In laboratory research, the anti-fungal drug Ciclopirox allowed HIV-infected cells to get killed off by blocking the cells’ mitochondria — their powerhouse. In addition, Ciclopirox eliminated HIV from cell cultures, and the virus did not return when the anti-fungal drug was stopped, the study authors said.
This does not occur with currently available anti-HIV drugs, which must be taken for the rest of a patient’s life, said study leaders Michael Mathews and Hartmut Hanauske-Abel, of the Rutgers New Jersey Medical School.

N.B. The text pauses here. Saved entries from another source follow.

use serde::{Deserialize, Serialize};

/// Information about a tram station.
#[derive(Debug, Serialize, Deserialize, Clone, PartialEq)]
pub struct Stop {
    pub name: String,
    pub id: String,
    pub lat: f64,
    pub lon: f64,
}

#[derive(Debug, Serialize, Deserialize, Clone, PartialEq)]
pub struct Train {
    pub id: u32,
    pub long: f64,
    pub lat: f64,
    pub line_id: String,
    pub line_name: String,
    pub direction: String,
}

impl Train {
    /// The identifier teams use to refer to this train in `on_train` and `EmbarkTrain`.
    ///
    /// The server matches embarked teams against the line id, not the numeric id.
    pub fn train_id(&self) -> &str {
        &self.line_id
    }
}

#[derive(Debug, Serialize, Deserialize, Clone, Copy, PartialEq, Eq, Hash)]
pub enum TeamKind {
    MrX,
    Detective,
    Observer,
}

#[derive(Debug, Serialize, Deserialize, Clone, PartialEq, Eq)]
pub struct Team {
    pub id: u32,
    pub name: String,
    pub color: String,
    pub kind: TeamKind,
}

#[derive(Debug, Serialize, Deserialize, Clone, PartialEq)]
pub struct TeamState {
    pub team: Team,
    pub long: f64,
    pub lat: f64,
    /// Line id of the train the team rides, `None` while on foot.
    pub on_train: Option<String>,
}

impl TeamState {
    pub fn is_embarked(&self) -> bool {
        self.on_train.is_some()
    }
}

/// Full snapshot of the live scene. Every server frame replaces it wholesale.
#[derive(Debug, Serialize, Deserialize, Clone, PartialEq, Default)]
pub struct GameState {
    pub teams: Vec<TeamState>,
    pub trains: Vec<Train>,
    #[serde(default)]
    pub position_cooldown: Option<f64>,
    #[serde(default)]
    pub detective_gadget_cooldown: Option<f64>,
    #[serde(default)]
    pub mr_x_gadget_cooldown: Option<f64>,
}

impl GameState {
    pub fn team_state(&self, team_id: u32) -> Option<&TeamState> {
        self.teams.iter().find(|state| state.team.id == team_id)
    }

    pub fn train(&self, train_id: &str) -> Option<&Train> {
        self.trains.iter().find(|train| train.train_id() == train_id)
    }

    /// Whether any team currently rides `train`.
    pub fn is_embarked(&self, train: &Train) -> bool {
        self.teams
            .iter()
            .any(|state| state.on_train.as_deref() == Some(train.train_id()))
    }

    /// Trains with at least one team on board.
    pub fn embarked_trains(&self) -> impl Iterator<Item = &Train> + '_ {
        self.trains.iter().filter(|train| self.is_embarked(train))
    }

    /// The train `team_id` rides, if the team is embarked and the train is still in the snapshot.
    pub fn embarked_train_of(&self, team_id: u32) -> Option<&Train> {
        let train_id = self.team_state(team_id)?.on_train.as_deref()?;
        self.train(train_id)
    }
}

/// Body of `POST /create-team`.
#[derive(Debug, Serialize, Deserialize, Clone, PartialEq, Eq)]
pub struct CreateTeam {
    pub name: String,
    pub color: String,
    pub kind: TeamKind,
}

#[derive(Debug, Serialize, Deserialize, Clone, Copy, PartialEq, Eq, thiserror::Error)]
pub enum CreateTeamError {
    #[error("invalid team name")]
    InvalidName,
    #[error("a team with this name already exists")]
    NameAlreadyExists,
}
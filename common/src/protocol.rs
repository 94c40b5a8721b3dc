use serde::{Deserialize, Serialize};

use crate::tagged::tagged;
use crate::GameState;

/// Messages the game client sends to the server.
#[derive(Debug, Serialize, Deserialize, Clone, PartialEq)]
pub enum ClientMessage {
    /// A fix from the device's location service.
    Position { lat: f64, long: f64 },
    /// Move a team to a fixed location, e.g. a stop a detective selected.
    SetTeamPosition {
        lat: f64,
        long: f64,
        #[serde(default, skip_serializing_if = "Option::is_none")]
        team_id: Option<u32>,
    },
    JoinTeam { team_id: u32 },
    /// `train_id` is the train's line id.
    EmbarkTrain { train_id: String },
    DisembarkTrain,
    MrXGadget(MrXGadget),
    DetectiveGadget(DetectiveGadget),
    /// Free text, logged by the server.
    Message(String),
}

tagged!(ClientMessage => ClientMessageTag {
    Position,
    SetTeamPosition,
    JoinTeam,
    EmbarkTrain,
    DisembarkTrain,
    MrXGadget,
    DetectiveGadget,
    Message,
});

/// Messages the game server pushes to clients.
#[derive(Debug, Serialize, Deserialize, Clone, PartialEq)]
pub enum ServerMessage {
    GameState(GameState),
}

tagged!(ServerMessage => ServerMessageTag { GameState });

#[derive(Debug, Serialize, Deserialize, Clone, PartialEq, Eq)]
pub enum MrXGadget {
    AlternativeFacts { stop_id: String },
    Midjourney { image: Vec<u8> },
    NotFound,
    Teleport,
    Shifter,
}

#[derive(Debug, Serialize, Deserialize, Clone, PartialEq, Eq)]
pub enum DetectiveGadget {
    Stop { stop_id: String },
    OutOfOrder,
    Shackles,
}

The effectiveness of Ciclopirox against HIV needs to be confirmed in human clinical trials. But because the drug is already approved by the U.S. Food and Drug Administration for treatment of fungal infection and is considered safe, the clinical trial process for this treatment could be quicker and less costly than usual, the researchers said.
The study is published in the current edition of the journal PLoS One.
The application of combination antiretroviral drugs have significantly improved HIV treatment, the study authors said within a Rutgers news release. These so-called drug cocktails work at keeping HIV under handle, but they never completely eradicate chlamydia.
HIV’s persistence is partially because ability to disable a cell’s so-called committing suicide pathway, which is normally triggered if a cell becomes infected or broken.